ATRIZES ESQUECIDAS - MARIA CARMI - UMA DAS PRIMEIRAS ATRIZES A SE TORNAREM PRINCESAS

Quando falamos sobre atrizes que se tornaram princesas, lembramos imediatamente de Grace Kelly e Rita Hayworth (embora a segunda não exerceu o ofício por muito tempo). Antes delas havia Maria Carmi, hoje esquecida. Seu nome de batismo era Eleanora Erna Cecilia Gilli. Ela foi uma atriz de cinema e teatro, sendo depois princesa e perfumista. Ela começou sua carreira no teatro, na companhia de  Max Reinhardt, um dos mais importantes produtores e diretores do cinema alemão. Ela ficou na companhia entre os anos de 1907 e 1909, e trocou seu nome de batismo pelo nome artístico de Maria Carmi. No teatro, seu papel mais notável foi interpretando a Madona, na peça "O Milagre". Ela imortalizou-se com o papel de Madona, a ponto de ser recebida pelo Papa Pio X. 

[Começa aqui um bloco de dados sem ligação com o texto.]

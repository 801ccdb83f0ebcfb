//! Configuração do contexto de vibração
//!
//! Valores vêm de `.env` ou variáveis de ambiente:
//! - `VIBES_LOG_LEVEL` (none, error, warning, all)
//! - `VIBES_PAUSE_LOGGING` (true/false)
//! - `VIBES_DEFAULT_DURATION_MS`
//!
//! Valores inválidos caem no padrão.

use std::env;

use once_cell::sync::Lazy;
use serde::{Deserialize, Serialize};

use crate::logging::LogLevel;

static DOTENV_INIT: Lazy<()> = Lazy::new(|| {
    let _ = dotenv::dotenv();
});

#[inline]
fn ensure_loaded() {
    let _ = &*DOTENV_INIT;
}

/// Duração padrão da vibração simples (ms)
pub const DEFAULT_DURATION_MS: u64 = 200;

/// Configuração do contexto
#[derive(Debug, Clone, PartialEq, Eq, Serialize, Deserialize)]
pub struct VibesConfig {
    /// Nível mínimo de log
    #[serde(default)]
    pub log_level: LogLevel,
    /// Começa com log pausado?
    #[serde(default)]
    pub pause_logging: bool,
    /// Duração de `vibrate_default` (ms)
    #[serde(default = "default_duration")]
    pub default_duration_ms: u64,
    /// Guarda mensagens emitidas (inspeção em testes e diagnósticos)
    #[serde(default)]
    pub capture_logs: bool,
}

fn default_duration() -> u64 {
    DEFAULT_DURATION_MS
}

impl Default for VibesConfig {
    fn default() -> Self {
        Self {
            log_level: LogLevel::default(),
            pause_logging: false,
            default_duration_ms: DEFAULT_DURATION_MS,
            capture_logs: false,
        }
    }
}

impl VibesConfig {
    /// Lê do ambiente (após carregar `.env` uma vez)
    pub fn from_env() -> Self {
        ensure_loaded();
        Self::from_lookup(|key| env::var(key).ok())
    }

    /// Lê de uma função de consulta arbitrária
    pub fn from_lookup(lookup: impl Fn(&str) -> Option<String>) -> Self {
        let defaults = Self::default();
        Self {
            log_level: lookup("VIBES_LOG_LEVEL")
                .and_then(|v| v.parse().ok())
                .unwrap_or(defaults.log_level),
            pause_logging: lookup("VIBES_PAUSE_LOGGING")
                .and_then(|v| v.trim().parse().ok())
                .unwrap_or(defaults.pause_logging),
            default_duration_ms: lookup("VIBES_DEFAULT_DURATION_MS")
                .and_then(|v| v.trim().parse().ok())
                .unwrap_or(defaults.default_duration_ms),
            capture_logs: defaults.capture_logs,
        }
    }

    pub fn with_log_level(mut self, level: LogLevel) -> Self {
        self.log_level = level;
        self
    }

    pub fn with_default_duration(mut self, ms: u64) -> Self {
        self.default_duration_ms = ms;
        self
    }

    pub fn with_captured_logs(mut self) -> Self {
        self.capture_logs = true;
        self
    }
}
//! Conversão entre convenções de padrão
//!
//! Android usa off/on (o primeiro tempo é uma pausa); a Vibration API da web
//! usa on/off (o primeiro tempo vibra).

/// on/off → off/on: antepõe uma pausa nula
pub fn on_off_to_off_on(pattern: &[u64]) -> Vec<u64> {
    let mut converted = Vec::with_capacity(pattern.len() + 1);
    converted.push(0);
    converted.extend_from_slice(pattern);
    converted
}

/// off/on → on/off: descarta a pausa inicial nula, senão antepõe um pulso nulo
pub fn off_on_to_on_off(pattern: &[u64]) -> Vec<u64> {
    match pattern.split_first() {
        Some((0, rest)) => rest.to_vec(),
        Some(_) => on_off_to_off_on(pattern),
        None => Vec::new(),
    }
}
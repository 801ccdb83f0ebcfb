//! Integration tests for vibes-core

use crate::*;
use crate::types::{
    HapticFeedback, HapticFeedbackFlag, PredefinedEffect, Primitive, Usage,
};
use crate::types::{ImpactStyle, NotificationStyle};

fn config() -> VibesConfig {
    VibesConfig::default()
        .with_log_level(LogLevel::All)
        .with_captured_logs()
}

/// Contexto inicializado com o registro de chamadas limpo
fn ready(profile: DeviceProfile) -> (Vibes, MockHandle) {
    let platform = MockPlatform::new(profile);
    let handle = platform.handle();
    let mut vibes = Vibes::new(platform, config());
    assert!(vibes.init());
    handle.clear();
    vibes.log().clear();
    (vibes, handle)
}

fn vibrated(handle: &MockHandle) -> Vec<EffectDescriptor> {
    handle
        .calls()
        .into_iter()
        .filter_map(|c| match c {
            MockCall::Vibrate { effect, .. } => Some(effect),
            _ => None,
        })
        .collect()
}

fn one_shot(duration_ms: u64, amplitude: Amplitude) -> EffectDescriptor {
    EffectDescriptor::new(EffectKind::OneShot {
        duration_ms,
        amplitude,
    })
}

// ═══════════════════════════════════════════════════════════════════════════
// CAPABILITY REGISTRY
// ═══════════════════════════════════════════════════════════════════════════

#[test]
fn test_tables_are_complete_at_every_level() {
    for profile in [
        DeviceProfile::modern(),
        DeviceProfile::legacy(20),
        DeviceProfile::legacy(29),
        DeviceProfile::legacy(31),
        DeviceProfile::no_vibrator(34),
    ] {
        let (vibes, _) = ready(profile);
        let caps = vibes.capabilities().unwrap();
        assert_eq!(caps.haptic_table().len(), HapticFeedback::ALL.len());
        assert_eq!(caps.predefined_table().len(), PredefinedEffect::ALL.len());
        assert_eq!(caps.primitive_table().len(), Primitive::ALL.len());
        assert_eq!(caps.usage_table().len(), Usage::ALL.len());
    }
}

#[test]
fn test_no_vibrator_short_circuits_probe() {
    let platform = MockPlatform::new(DeviceProfile::no_vibrator(34));
    let handle = platform.handle();
    let mut vibes = Vibes::new(platform, config());
    vibes.init();

    assert_eq!(
        handle.calls(),
        vec![MockCall::OsVersion, MockCall::DefaultVibrator, MockCall::HasVibrator(0)]
    );

    let caps = vibes.capabilities().unwrap();
    assert!(!caps.has_vibrator());
    assert!(!caps.supports_effects());
    assert!(caps.haptic_table().iter().all(|(_, v)| v == SupportVerdict::No));
    assert!(caps.predefined_table().iter().all(|(_, v)| v == SupportVerdict::No));
    assert!(vibes.vibrators().is_empty());
    assert_eq!(vibes.haptic_status(), SupportVerdict::No);

    handle.clear();
    assert!(!vibes.vibrate(100, -1, false));
    assert!(!vibes.vibrate_cancel());
    assert!(!vibes.vibrate_pop());
    assert!(handle.actuations().is_empty());
}

#[test]
fn test_init_is_idempotent() {
    let platform = MockPlatform::default();
    let handle = platform.handle();
    let mut vibes = Vibes::new(platform, config());

    assert!(vibes.init());
    let first = handle.calls();
    assert!(vibes.init());
    assert!(vibes.init());

    assert_eq!(handle.calls(), first);
    assert_eq!(handle.count(|c| *c == MockCall::OsVersion), 1);
}

#[test]
fn test_probe_order_on_modern_device() {
    let platform = MockPlatform::default();
    let handle = platform.handle();
    let mut vibes = Vibes::new(platform, config());
    vibes.init();

    assert_eq!(
        handle.calls(),
        vec![
            MockCall::OsVersion,
            MockCall::DefaultVibrator,
            MockCall::HasVibrator(0),
            MockCall::HasAmplitudeControl(0),
            MockCall::AreEffectsSupported(0),
            MockCall::ArePrimitivesSupported(0),
            MockCall::NativeFeedbackSupported,
            MockCall::VibratorIds,
        ]
    );
}

#[test]
fn test_api_level_gating() {
    let (vibes, handle) = ready(DeviceProfile::legacy(25));
    let caps = vibes.capabilities().unwrap();

    assert!(caps.supports_haptic_feedback());
    assert!(!caps.supports_effects());
    assert!(!caps.has_amplitude_control());
    assert_eq!(caps.haptic(HapticFeedback::ContextClick), SupportVerdict::Yes);
    assert_eq!(caps.haptic(HapticFeedback::KeyboardRelease), SupportVerdict::No);
    assert_eq!(caps.predefined(PredefinedEffect::Click), SupportVerdict::No);
    assert_eq!(caps.primitive(Primitive::Click), SupportVerdict::No);
    assert_eq!(caps.usage(Usage::Touch), SupportVerdict::No);
    assert!(handle.calls().is_empty());
}

#[test]
fn test_predefined_unknown_before_query_level() {
    for api in [29, 30] {
        let platform = MockPlatform::new(DeviceProfile::legacy(api));
        let handle = platform.handle();
        let mut vibes = Vibes::new(platform, config());
        vibes.init();

        let caps = vibes.capabilities().unwrap();
        assert!(caps.predefined_table().iter().all(|(_, v)| v == SupportVerdict::Unknown));
        assert_eq!(handle.count(|c| matches!(c, MockCall::AreEffectsSupported(_))), 0);
    }

    let platform = MockPlatform::new(DeviceProfile::legacy(31));
    let handle = platform.handle();
    let mut vibes = Vibes::new(platform, config());
    vibes.init();
    assert_eq!(handle.count(|c| matches!(c, MockCall::AreEffectsSupported(_))), 1);
    assert_eq!(
        vibes.capabilities().unwrap().predefined(PredefinedEffect::Click),
        SupportVerdict::Yes
    );
}
impl FeatureId for Usage {
    const FAMILY: &'static str = "Usage";

    const ALL: &'static [Self] = &[
        Usage::Unknown,
        Usage::ClassUnknown,
        Usage::ClassAlarm,
        Usage::ClassFeedback,
        Usage::ClassMedia,
        Usage::ClassMask,
        Usage::Alarm,
        Usage::Touch,
        Usage::Media,
        Usage::Ringtone,
        Usage::PhysicalEmulation,
        Usage::Notification,
        Usage::HardwareFeedback,
        Usage::CommunicationRequest,
        Usage::Accessibility,
    ];

    fn index(self) -> usize {
        match self {
            Usage::Unknown => 0,
            Usage::ClassUnknown => 1,
            Usage::ClassAlarm => 2,
            Usage::ClassFeedback => 3,
            Usage::ClassMedia => 4,
            Usage::ClassMask => 5,
            Usage::Alarm => 6,
            Usage::Touch => 7,
            Usage::Media => 8,
            Usage::Ringtone => 9,
            Usage::PhysicalEmulation => 10,
            Usage::Notification => 11,
            Usage::HardwareFeedback => 12,
            Usage::CommunicationRequest => 13,
            Usage::Accessibility => 14,
        }
    }

    fn raw(self) -> i32 {
        match self {
            Usage::Unknown | Usage::ClassUnknown => 0,
            Usage::ClassAlarm => 1,
            Usage::ClassFeedback => 2,
            Usage::ClassMedia => 3,
            Usage::ClassMask => 15,
            Usage::Alarm => 17,
            Usage::Touch => 18,
            Usage::Media => 19,
            Usage::Ringtone => 33,
            Usage::PhysicalEmulation => 34,
            Usage::Notification => 49,
            Usage::HardwareFeedback => 50,
            Usage::CommunicationRequest => 65,
            Usage::Accessibility => 66,
        }
    }
}

impl ApiGated for Usage {
    fn required_level(self) -> u32 {
        match self {
            Usage::Accessibility | Usage::ClassMedia | Usage::Media => 33,
            _ => api::ATTRIBUTES,
        }
    }
}

/// Flags de atributos de vibração (a maioria exige app privilegiado)
#[derive(Debug, Clone, Copy, PartialEq, Eq, Hash, Serialize, Deserialize)]
pub enum AttributeFlag {
    BypassInterruptionPolicy,
    BypassUserVibrationIntensityOff,
    InvalidateSettingsCache,
    PipelinedEffect,
    BypassUserVibrationIntensityScale,
}
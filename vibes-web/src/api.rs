//! Acesso à Vibration API
//!
//! `navigator.vibrate` recebe uma duração ou um padrão on/off e devolve `false`
//! quando o navegador recusa o pedido (sem gesto do usuário, aba em segundo
//! plano, valores fora do limite).

use std::fmt;
use std::sync::{Arc, Mutex, MutexGuard};

use serde::{Deserialize, Serialize};

/// Superfície mínima de `navigator.vibrate`
pub trait VibrateApi: Send + fmt::Debug {
    /// `navigator.vibrate` existe
    fn is_available(&self) -> bool;

    /// Vibra por `duration_ms`; 0 cancela
    fn vibrate_ms(&self, duration_ms: u32) -> bool;

    /// Padrão on/off
    fn vibrate_pattern(&self, pattern: &[u32]) -> bool;
}

// ═══════════════════════════════════════════════════════════════════════════════
// NAVEGADOR SIMULADO
// ═══════════════════════════════════════════════════════════════════════════════

/// Chamada recebida pelo navegador simulado
#[derive(Debug, Clone, PartialEq, Eq, Serialize, Deserialize)]
pub enum NavigatorCall {
    Duration(u32),
    Pattern(Vec<u32>),
}

#[derive(Debug)]
struct NavigatorState {
    available: bool,
    accepting: bool,
    calls: Vec<NavigatorCall>,
}

/// Navegador simulado; clones compartilham o mesmo registro
#[derive(Debug, Clone)]
pub struct SimulatedNavigator {
    state: Arc<Mutex<NavigatorState>>,
}

impl SimulatedNavigator {
    pub fn new(available: bool) -> Self {
        Self {
            state: Arc::new(Mutex::new(NavigatorState {
                available,
                accepting: true,
                calls: Vec::new(),
            })),
        }
    }

    fn lock(&self) -> MutexGuard<'_, NavigatorState> {
        self.state.lock().unwrap_or_else(|poisoned| poisoned.into_inner())
    }

    /// Faz o navegador recusar (ou voltar a aceitar) os pedidos
    pub fn set_accepting(&self, accepting: bool) {
        self.lock().accepting = accepting;
    }

    pub fn calls(&self) -> Vec<NavigatorCall> {
        self.lock().calls.clone()
    }

    pub fn clear(&self) {
        self.lock().calls.clear();
    }

    fn record(&self, call: NavigatorCall) -> bool {
        let mut state = self.lock();
        state.calls.push(call);
        state.available && state.accepting
    }
}

impl Default for SimulatedNavigator {
    fn default() -> Self {
        Self::new(true)
    }
}

impl VibrateApi for SimulatedNavigator {
    fn is_available(&self) -> bool {
        self.lock().available
    }

    fn vibrate_ms(&self, duration_ms: u32) -> bool {
        self.record(NavigatorCall::Duration(duration_ms))
    }

    fn vibrate_pattern(&self, pattern: &[u32]) -> bool {
        self.record(NavigatorCall::Pattern(pattern.to_vec()))
    }
}
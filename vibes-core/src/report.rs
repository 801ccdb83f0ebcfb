//! Relatório de suporte serializável

use std::collections::BTreeMap;

use serde::{Deserialize, Serialize};

use crate::capability::{DeviceCapabilities, FeatureSummary};
use crate::types::{FeatureId, SupportTable, SupportVerdict};

/// Informações de um vibrador (campos ausentes quando a plataforma não expõe)
#[derive(Debug, Clone, PartialEq, Serialize, Deserialize)]
pub struct VibratorInfo {
    pub id: i32,
    #[serde(skip_serializing_if = "Option::is_none")]
    pub resonant_frequency: Option<f32>,
    #[serde(skip_serializing_if = "Option::is_none")]
    pub q_factor: Option<f32>,
    /// Duração (ms) por primitiva
    #[serde(skip_serializing_if = "Option::is_none")]
    pub primitive_durations: Option<BTreeMap<String, u32>>,
}

/// Snapshot completo de suporte
#[derive(Debug, Clone, PartialEq, Serialize, Deserialize)]
pub struct SupportReport {
    pub features: FeatureSummary,
    /// Configuração de haptic feedback do usuário
    pub haptic_status: SupportVerdict,
    pub vibrators: Vec<VibratorInfo>,
    pub haptic_feedback: BTreeMap<String, SupportVerdict>,
    pub predefined_effects: BTreeMap<String, SupportVerdict>,
    pub primitives: BTreeMap<String, SupportVerdict>,
    pub usages: BTreeMap<String, SupportVerdict>,
}

impl SupportReport {
    pub fn new(
        caps: &DeviceCapabilities,
        haptic_status: SupportVerdict,
        vibrators: Vec<VibratorInfo>,
    ) -> Self {
        Self {
            features: caps.summary(),
            haptic_status,
            vibrators,
            haptic_feedback: named(caps.haptic_table()),
            predefined_effects: named(caps.predefined_table()),
            primitives: named(caps.primitive_table()),
            usages: named(caps.usage_table()),
        }
    }

    pub fn to_json(&self) -> serde_json::Result<String> {
        serde_json::to_string_pretty(self)
    }
}

fn named<K: FeatureId>(table: &SupportTable<K>) -> BTreeMap<String, SupportVerdict> {
    table
        .iter()
        .map(|(id, verdict)| (format!("{:?}", id), verdict))
        .collect()
}
//! Backend simulado
//!
//! Simula um dispositivo Android em qualquer nível de API, ou um iOS com
//! feedback nativo ([`DeviceProfile::ios`]). Todas as chamadas
//! ficam registradas em estado compartilhado, inspecionável por um
//! [`MockHandle`] mesmo depois que a plataforma foi entregue ao contexto.

use std::sync::{Arc, Mutex, MutexGuard};

use serde::{Deserialize, Serialize};

use crate::attributes::VibrationAttributes;
use crate::backend::{PlatformBackend, VibratorBackend};
use crate::combined::CombinedVibration;
use crate::effect::EffectDescriptor;
use crate::error::{BackendError, BackendResult};
use crate::types::{
    Gesture, HapticFeedback, HapticFeedbackFlag, ImpactStyle, NotificationStyle, PredefinedEffect,
    Primitive, SupportVerdict,
};

// ═══════════════════════════════════════════════════════════════════════════════
// PERFIL
// ═══════════════════════════════════════════════════════════════════════════════

/// Perfil do dispositivo simulado
#[derive(Debug, Clone, PartialEq, Serialize, Deserialize)]
pub struct DeviceProfile {
    pub os_version: u32,
    pub has_vibrator: bool,
    pub has_amplitude_control: bool,
    /// Veredictos que diferem de `Yes`
    pub effect_verdicts: Vec<(PredefinedEffect, SupportVerdict)>,
    pub unsupported_primitives: Vec<Primitive>,
    /// Primeiro id é o vibrador padrão
    pub vibrator_ids: Vec<i32>,
    pub haptic_feedback_enabled: bool,
    /// Resposta de `perform_haptic_feedback`
    pub haptic_accepted: bool,
    pub resonant_frequency: Option<f32>,
    pub q_factor: Option<f32>,
    /// Gestos e geradores de feedback da plataforma
    pub native_feedback: bool,
}

impl DeviceProfile {
    /// Dispositivo atual (API 34), com tudo suportado
    pub fn modern() -> Self {
        Self {
            os_version: 34,
            has_vibrator: true,
            has_amplitude_control: true,
            effect_verdicts: Vec::new(),
            unsupported_primitives: Vec::new(),
            vibrator_ids: vec![0],
            haptic_feedback_enabled: true,
            haptic_accepted: true,
            resonant_frequency: Some(150.0),
            q_factor: Some(12.5),
            native_feedback: false,
        }
    }

    /// Dispositivo num nível de API antigo
    pub fn legacy(os_version: u32) -> Self {
        Self {
            os_version,
            has_amplitude_control: os_version >= 26,
            resonant_frequency: None,
            q_factor: None,
            ..Self::modern()
        }
    }

    pub fn no_vibrator(os_version: u32) -> Self {
        Self {
            has_vibrator: false,
            has_amplitude_control: false,
            ..Self::legacy(os_version)
        }
    }

    /// iPhone: sem nível de API Android, só chamadas legadas e feedback nativo
    pub fn ios() -> Self {
        Self {
            native_feedback: true,
            ..Self::legacy(0)
        }
    }

    /// Dois motores (ids 1 e 2)
    pub fn dual_vibrator() -> Self {
        Self {
            vibrator_ids: vec![1, 2],
            ..Self::modern()
        }
    }

    pub fn with_os_version(mut self, os_version: u32) -> Self {
        self.os_version = os_version;
        self
    }

    pub fn with_amplitude_control(mut self, enabled: bool) -> Self {
        self.has_amplitude_control = enabled;
        self
    }

    pub fn with_effect_verdict(mut self, effect: PredefinedEffect, verdict: SupportVerdict) -> Self {
        self.effect_verdicts.retain(|(e, _)| *e != effect);
        self.effect_verdicts.push((effect, verdict));
        self
    }

    pub fn without_primitive(mut self, primitive: Primitive) -> Self {
        self.unsupported_primitives.push(primitive);
        self
    }

    pub fn with_vibrator_ids(mut self, ids: Vec<i32>) -> Self {
        self.vibrator_ids = ids;
        self
    }

    pub fn with_haptic_setting(mut self, enabled: bool) -> Self {
        self.haptic_feedback_enabled = enabled;
        self
    }

    pub fn with_haptic_accepted(mut self, accepted: bool) -> Self {
        self.haptic_accepted = accepted;
        self
    }

    pub fn with_native_feedback(mut self, enabled: bool) -> Self {
        self.native_feedback = enabled;
        self
    }

    pub fn default_vibrator_id(&self) -> i32 {
        self.vibrator_ids.first().copied().unwrap_or(0)
    }

    fn effect_verdict(&self, effect: PredefinedEffect) -> SupportVerdict {
        self.effect_verdicts
            .iter()
            .find(|(e, _)| *e == effect)
            .map(|(_, v)| *v)
            .unwrap_or(SupportVerdict::Yes)
    }
}
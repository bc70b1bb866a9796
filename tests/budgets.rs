// Flip and time budgets end a search early with the best found so far.
mod common;

use constituency_search::{evolve, SearchConfig, Termination};

#[test]
fn unlimited_search_completes_the_tree() {
    let initial = common::grid(5, 5, 2);
    let outcome = evolve(&initial, &SearchConfig::new(2, 3, 2)).unwrap();

    assert_eq!(outcome.termination, Termination::Completed);
    assert_eq!(outcome.offspring_evaluated, 3 * (1 + 2 + 4));
}

#[test]
fn flip_budget_is_checked_before_each_batch() {
    let initial = common::grid(5, 5, 2);
    let config = SearchConfig::new(2, 3, 2).with_max_flips(10);
    let outcome = evolve(&initial, &config).unwrap();

    assert_eq!(outcome.termination, Termination::FlipBudget);
    // Two batches of six flips: the budget is crossed during the second.
    assert_eq!(outcome.offspring_evaluated, 6);
    assert_eq!(outcome.flips, 12);
    assert_eq!(outcome.best.len(), 3);
}

#[test]
fn expired_time_limit_returns_nothing_scored() {
    let initial = common::grid(5, 5, 2);
    let config = SearchConfig::new(2, 3, 2).with_time_limit(1e-9);
    let outcome = evolve(&initial, &config).unwrap();

    assert_eq!(outcome.termination, Termination::TimeLimit);
    assert_eq!(outcome.offspring_evaluated, 0);
    assert!(outcome.best.is_empty());
}
use ahash::AHashMap;
use serde::{Deserialize, Serialize};

/// One base geographic record as supplied by the external data source.
///
/// `geometry` is opaque to the search: it is only handed to an
/// [`AdjacencySource`] while the graph is built, and never read again.
#[derive(Clone, Debug, PartialEq, Serialize, Deserialize)]
pub struct UnitRecord {
    pub id: String,
    pub region: String,
    pub county: String,
    pub population: i64,
    #[serde(default, skip_serializing_if = "Option::is_none")]
    pub geometry: Option<String>,
}

impl UnitRecord {
    pub fn new(id: impl Into<String>, region: impl Into<String>, county: impl Into<String>, population: i64) -> Self {
        Self { id: id.into(), region: region.into(), county: county.into(), population, geometry: None }
    }
}

/// Supplier of the geometric "touches" relation between units.
pub trait AdjacencySource {
    /// Ids of the units whose geometry touches `unit`, or `None` if they cannot be derived.
    fn touching(&self, unit: &UnitRecord) -> Option<Vec<String>>;
}

/// Precomputed adjacency lists keyed by unit id.
#[derive(Clone, Debug, Default)]
pub struct AdjacencyList {
    neighbors: AHashMap<String, Vec<String>>,
}

impl AdjacencyList {
    pub fn new() -> Self { Self::default() }

    /// Set the neighbours of `id`, replacing any previous entry.
    pub fn insert(&mut self, id: impl Into<String>, neighbors: impl IntoIterator<Item = impl Into<String>>) {
        self.neighbors.insert(id.into(), neighbors.into_iter().map(Into::into).collect());
    }

    /// Build a symmetric adjacency list from undirected edges.
    /// Every id mentioned gets an entry, even with no neighbours.
    pub fn from_edges<'a>(ids: impl IntoIterator<Item = &'a str>, edges: impl IntoIterator<Item = (&'a str, &'a str)>) -> Self {
        let mut neighbors: AHashMap<String, Vec<String>> = ids.into_iter()
            .map(|id| (id.to_string(), Vec::new()))
            .collect();
        for (a, b) in edges {
            neighbors.entry(a.to_string()).or_default().push(b.to_string());
            neighbors.entry(b.to_string()).or_default().push(a.to_string());
        }
        Self { neighbors }
    }

    #[inline] pub fn len(&self) -> usize { self.neighbors.len() }

    #[inline] pub fn is_empty(&self) -> bool { self.neighbors.is_empty() }
}

impl AdjacencySource for AdjacencyList {
    fn touching(&self, unit: &UnitRecord) -> Option<Vec<String>> {
        self.neighbors.get(&unit.id).cloned()
    }
}

impl<S: std::hash::BuildHasher> AdjacencySource for std::collections::HashMap<String, Vec<String>, S> {
    fn touching(&self, unit: &UnitRecord) -> Option<Vec<String>> {
        self.get(&unit.id).cloned()
    }
}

Em 1912, ingressa ao cinema, interpretando justamente o papel que lhe havia imortalizado nos palcos: a Madona, na versão cinematográfica da peça "O Milagre". O filme, dirigido por Max Reinhardt e Michel Antoine Carré, usou um processo de colorização à mão. O filme foi exibido em diversos lugares do mundo como: Argentina, Holanda, Austrália, Alemanha, entre outros.

Com o sucesso de "O Milagre" e seus filmes posteriores, Maria Carmi tornou-se uma das divas mais procuradas nos cinemas alemão e italiano. Em 1916, ainda casada com seu primeiro marido, Karl Gustav Vollmoeller, conhece o príncipe georgiano Georges V. Matchabelli. Os dois se apaixonaram e em 1917, ela comete bigamia casando-se com o príncipe. O divórcio do primeiro casamento só sairia em 1921. Ao casar-se com o príncipe, passou a usar o nome de Princesa Norina Matchabelli.

Mesmo com o título de princesa, ela ainda continuou trabalhando como atriz de cinema e teatro. Seu último filme foi realizado em 1921, enquanto ela revivia o papel de Madona no teatro e na Broadway. Em 1924, ao lado do príncipe, fundou uma empresa de perfumes chamada Prince Matchabelli Perfume Company. O casal se divorciaria em 1933, devido a ingressão de Maria Carmi à seita do guru Meher Babae, tornando-se uma fanática religiosa.

Mesmo divorciados, ela herdou após a morte do príncipe em 1935, uma soma de milhões de dólares que foi integralmente doada para a seita do guru. Seu fanatismo ficou mais latente, quando tornou-se porta-voz da seita. Tentou convencer seu primeiro marido a produzir um filme sobre o guru, mas o projeto nunca se concretizou. Ela morreu de câncer em 1957, aos 77 anos. Sua data de falecimento é confusa: algumas fontes citam 4 de agosto, enquanto outras citam 15 de junho.